You’ve done the difficult bit – you’ve dragged this out into the light where we can have a good look at it. There is too much stigma attached to such things and as a result too many people suffer in silence, believing they are at fault.
What do I do? I remember what it felt like to feel so low and I try to keep a sense of proportion. My wife used to be a nurse and once had to hold an artery closed with her fingers. She let go – he died. That is true pressure and I try to compare that to the situation I’m in – my software rarely puts lives at risk. I once wrote a software package that checked drug interactions, ensuring a pharmacist didn’t dispense a combination that could be fatal. That was the only time I’ve ever written software that compared to that type of pressure. The difference was I could take time to test it and walk away from it every evening.
A friend of mine once told me there are two types of fitness – physical and mental. They are both important and should both be looked after. Look after yourself and your immediate family as a priority. Work to get the money you want to do the things that you want to do. Don’t work for the sake of work, which is how it feels when you start to get stressed.
A couple of weeks ago I thought of submitting an article on work-related stress to SSC, because I do believe it’s an important subject that is general ignored. I don’t think I’ll bother now – I think I’ve written it all here!
Look after yourself and let us know how you get on. Don’t forget – you aren’t alone in this, a lot of people know what it’s like.
November 12, 2015 at 4:25 am
BL0B_EATER (11/12/2015)
Steve what do you mean by " The best time to get a job is when you have one, so take advantage of that" ... I don't really understand that but I am very curious about its meaning??
When you're not desperate you can take your time and find the right fit. That's how I made my last transition. It took me about 18 months to find the right new job. But that's OK because, I wasn't out of work. I could afford to picky. I turned down a couple of offers that, had I been out of work, I would have jumped at. Yet, they were actually bad positions, for me at least. Having the job as my cushion and my backup, I could afford to assess any offers calmly. I finally ended up at Redgate, and it was worth the wait.
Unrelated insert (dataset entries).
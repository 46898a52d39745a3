//! Ritual Gate -- a stillness countdown before a focus run.
//!
//! The ritual counts down once per tick. A disqualifying disturbance (pointer
//! moved past the threshold, the app hidden or unfocused) triggers a soft
//! reset: a one-tick cooldown, then the countdown starts over from the full
//! duration. Queued disturbances are checked before each decrement, so one
//! that lands during the final second still resets. Once the countdown has
//! reached zero, success fires exactly once and later disturbances are moot.
//!
//! Disturbances arrive either through [`RitualGate::disturb`] or from a
//! [`DisturbanceBus`] the ritual subscribes to when it starts. The
//! subscription is dropped as soon as the ritual succeeds or is cancelled.

use serde::{Deserialize, Serialize};
use tokio::sync::broadcast;
use tracing::debug;

/// Pointer travel, in pixels along either axis, that counts as movement.
pub const POINTER_THRESHOLD_PX: i32 = 15;

/// Ticks spent in cooldown after a soft reset.
pub const RITUAL_COOLDOWN_TICKS: u32 = 1;

#[derive(Debug, Clone, Copy, PartialEq, Eq, Serialize, Deserialize)]
#[serde(tag = "type", rename_all = "snake_case")]
pub enum Disturbance {
    PointerMoved { dx: i32, dy: i32 },
    VisibilityLost,
    FocusLost,
}

impl Disturbance {
    pub fn disqualifies(&self) -> bool {
        match *self {
            Disturbance::PointerMoved { dx, dy } => {
                dx.abs() > POINTER_THRESHOLD_PX || dy.abs() > POINTER_THRESHOLD_PX
            }
            Disturbance::VisibilityLost | Disturbance::FocusLost => true,
        }
    }
}

/// Fan-out of input disturbances to whichever ritual is listening.
#[derive(Debug, Clone)]
pub struct DisturbanceBus {
    tx: broadcast::Sender<Disturbance>,
}

impl Default for DisturbanceBus {
    fn default() -> Self {
        Self::new()
    }
}

impl DisturbanceBus {
    pub fn new() -> Self {
        let (tx, _) = broadcast::channel(64);
        Self { tx }
    }

    /// Publish a disturbance. Returns how many rituals received it.
    pub fn emit(&self, disturbance: Disturbance) -> usize {
        self.tx.send(disturbance).unwrap_or(0)
    }

    pub fn subscribe(&self) -> broadcast::Receiver<Disturbance> {
        self.tx.subscribe()
    }

    pub fn listeners(&self) -> usize {
        self.tx.receiver_count()
    }
}

#[derive(Debug, Clone, Copy, PartialEq, Eq, Serialize)]
#[serde(tag = "phase", rename_all = "snake_case")]
pub enum RitualPhase {
    Counting { remaining: u32 },
    Cooldown { remaining: u32 },
    Succeeded,
}

/// What a single tick did to the ritual.
#[derive(Debug, Clone, Copy, PartialEq, Eq)]
pub enum RitualTick {
    Counting { remaining: u32 },
    /// A disturbance was pending; the countdown went into cooldown.
    Disturbed,
    CoolingDown,
    /// Cooldown over, counting again from the full duration.
    Restarted { remaining: u32 },
    /// Reached zero. Fires once per ritual.
    Succeeded,
    /// Already succeeded earlier; nothing left to do.
    Finished,
}

#[derive(Debug)]
pub struct RitualGate {
    duration_secs: u32,
    phase: RitualPhase,
    soft_resets: u32,
    disturbances: Option<broadcast::Receiver<Disturbance>>,
}

impl RitualGate {
    pub fn start(duration_secs: u32, bus: Option<&DisturbanceBus>) -> Self {
        debug!(duration_secs, "ritual started");
        Self {
            duration_secs,
            phase: RitualPhase::Counting {
                remaining: duration_secs,
            },
            soft_resets: 0,
            disturbances: bus.map(DisturbanceBus::subscribe),
        }
    }

    pub fn phase(&self) -> RitualPhase {
        self.phase
    }

    pub fn duration_secs(&self) -> u32 {
        self.duration_secs
    }

    pub fn soft_resets(&self) -> u32 {
        self.soft_resets
    }

    pub fn is_subscribed(&self) -> bool {
        self.disturbances.is_some()
    }

    /// Apply a disturbance immediately. Returns true if it caused a soft reset.
    pub fn disturb(&mut self, disturbance: Disturbance) -> bool {
        if !disturbance.disqualifies() {
            return false;
        }
        match self.phase {
            RitualPhase::Counting { .. } => {
                self.soft_reset();
                true
            }
            RitualPhase::Cooldown { .. } | RitualPhase::Succeeded => false,
        }
    }

    pub fn tick(&mut self) -> RitualTick {
        match self.phase {
            RitualPhase::Succeeded => RitualTick::Finished,
            RitualPhase::Cooldown { remaining } => {
                // Anything that arrived while resetting is moot.
                self.drain_disturbances();
                let remaining = remaining.saturating_sub(1);
                if remaining == 0 {
                    self.phase = RitualPhase::Counting {
                        remaining: self.duration_secs,
                    };
                    RitualTick::Restarted {
                        remaining: self.duration_secs,
                    }
                } else {
                    self.phase = RitualPhase::Cooldown { remaining };
                    RitualTick::CoolingDown
                }
            }
            RitualPhase::Counting { remaining } => {
                if self.drain_disturbances() {
                    self.soft_reset();
                    return RitualTick::Disturbed;
                }
                let remaining = remaining.saturating_sub(1);
                if remaining == 0 {
                    self.phase = RitualPhase::Succeeded;
                    self.disturbances = None;
                    debug!(soft_resets = self.soft_resets, "ritual succeeded");
                    return RitualTick::Succeeded;
                }
                self.phase = RitualPhase::Counting { remaining };
                RitualTick::Counting { remaining }
            }
        }
    }

    /// Abandon the ritual. Dropping the gate releases its subscription.
    pub fn cancel(self) {
        debug!(phase = ?self.phase, "ritual cancelled");
    }

    fn soft_reset(&mut self) {
        self.soft_resets += 1;
        self.phase = RitualPhase::Cooldown {
            remaining: RITUAL_COOLDOWN_TICKS,
        };
        debug!(soft_resets = self.soft_resets, "ritual disturbed");
    }

    /// Empty the subscription; true if any queued disturbance disqualifies.
    fn drain_disturbances(&mut self) -> bool {
        let Some(rx) = self.disturbances.as_mut() else {
            return false;
        };
        let mut disqualified = false;
        loop {
            match rx.try_recv() {
                Ok(d) => disqualified |= d.disqualifies(),
                Err(broadcast::error::TryRecvError::Lagged(_)) => disqualified = true,
                Err(_) => break,
            }
        }
        disqualified
    }
}

#[cfg(test)]
mod tests {
    use super::*;

    fn run_until_done(gate: &mut RitualGate, max: usize) -> Vec<RitualTick> {
        let mut out = Vec::new();
        for _ in 0..max {
            let t = gate.tick();
            out.push(t);
            if t == RitualTick::Succeeded {
                break;
            }
        }
        out
    }

    #[test]
    fn undisturbed_ritual_succeeds_after_duration_ticks() {
        let mut gate = RitualGate::start(3, None);
        assert_eq!(gate.tick(), RitualTick::Counting { remaining: 2 });
        assert_eq!(gate.tick(), RitualTick::Counting { remaining: 1 });
        assert_eq!(gate.tick(), RitualTick::Succeeded);
        assert_eq!(gate.tick(), RitualTick::Finished);
        assert_eq!(gate.tick(), RitualTick::Finished);
    }

    #[test]
    fn small_pointer_jitter_is_tolerated() {
        let mut gate = RitualGate::start(5, None);
        assert!(!gate.disturb(Disturbance::PointerMoved { dx: 15, dy: -15 }));
        assert!(gate.disturb(Disturbance::PointerMoved { dx: 0, dy: 16 }));
    }

    #[test]
    fn disturbance_soft_resets_after_cooldown() {
        let mut gate = RitualGate::start(3, None);
        gate.tick();
        assert!(gate.disturb(Disturbance::VisibilityLost));
        // Further disturbances during cooldown are ignored.
        assert!(!gate.disturb(Disturbance::FocusLost));
        assert_eq!(gate.tick(), RitualTick::Restarted { remaining: 3 });
        let ticks = run_until_done(&mut gate, 10);
        assert_eq!(ticks.len(), 3);
        assert_eq!(gate.soft_resets(), 1);
    }

    #[test]
    fn bus_disturbances_are_seen_on_tick() {
        let bus = DisturbanceBus::new();
        let mut gate = RitualGate::start(10, Some(&bus));
        assert_eq!(bus.listeners(), 1);
        gate.tick();
        bus.emit(Disturbance::PointerMoved { dx: 2, dy: 1 });
        assert_eq!(gate.tick(), RitualTick::Counting { remaining: 8 });
        bus.emit(Disturbance::FocusLost);
        assert_eq!(gate.tick(), RitualTick::Disturbed);
        assert_eq!(gate.tick(), RitualTick::Restarted { remaining: 10 });
    }

    #[test]
    fn final_second_disturbance_resets_on_bus_and_direct_paths() {
        let bus = DisturbanceBus::new();
        let mut via_bus = RitualGate::start(2, Some(&bus));
        via_bus.tick();
        bus.emit(Disturbance::PointerMoved { dx: 200, dy: 0 });
        assert_eq!(via_bus.tick(), RitualTick::Disturbed);
        assert_eq!(via_bus.tick(), RitualTick::Restarted { remaining: 2 });

        let mut direct = RitualGate::start(2, None);
        direct.tick();
        assert!(direct.disturb(Disturbance::PointerMoved { dx: 200, dy: 0 }));
        assert_eq!(direct.tick(), RitualTick::Restarted { remaining: 2 });

        assert_eq!(via_bus.soft_resets(), direct.soft_resets());
        assert_eq!(via_bus.phase(), direct.phase());
    }

    #[test]
    fn disturbances_after_success_are_ignored() {
        let bus = DisturbanceBus::new();
        let mut gate = RitualGate::start(1, Some(&bus));
        assert_eq!(gate.tick(), RitualTick::Succeeded);
        bus.emit(Disturbance::VisibilityLost);
        assert!(!gate.disturb(Disturbance::VisibilityLost));
        assert_eq!(gate.tick(), RitualTick::Finished);
        assert_eq!(gate.phase(), RitualPhase::Succeeded);
        assert_eq!(gate.soft_resets(), 0);
    }

    #[test]
    fn subscription_is_released_on_success_and_cancel() {
        let bus = DisturbanceBus::new();
        let mut gate = RitualGate::start(1, Some(&bus));
        assert_eq!(gate.tick(), RitualTick::Succeeded);
        assert!(!gate.is_subscribed());
        assert_eq!(bus.listeners(), 0);

        let gate = RitualGate::start(30, Some(&bus));
        assert_eq!(bus.listeners(), 1);
        gate.cancel();
        assert_eq!(bus.listeners(), 0);
    }
}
"The credit belongs to the man who is actually in the arena, whose face is marred by dust and sweat and blood"
- Theodore Roosevelt
Author of:
SQL Server Execution Plans
SQL Server Query Performance Tuning
November 12, 2015 at 6:11 am
Grant Fritchey (11/12/2015)
BL0B_EATER (11/12/2015)
Steve what do you mean by " The best time to get a job is when you have one, so take advantage of that" ... I don't really understand that but I am very curious about its meaning??When you're not desperate you can take your time and find the right fit. That's how I made my last transition. It took me about 18 months to find the right new job. But that's OK because, I wasn't out of work. I could afford to picky. I turned down a couple of offers that, had I been out of work, I would have jumped at. Yet, they were actually bad positions, for me at least. Having the job as my cushion and my backup, I could afford to assess any offers calmly. I finally ended up at Redgate, and it was worth the wait.
I like that mentality, thanks for explaining Grant.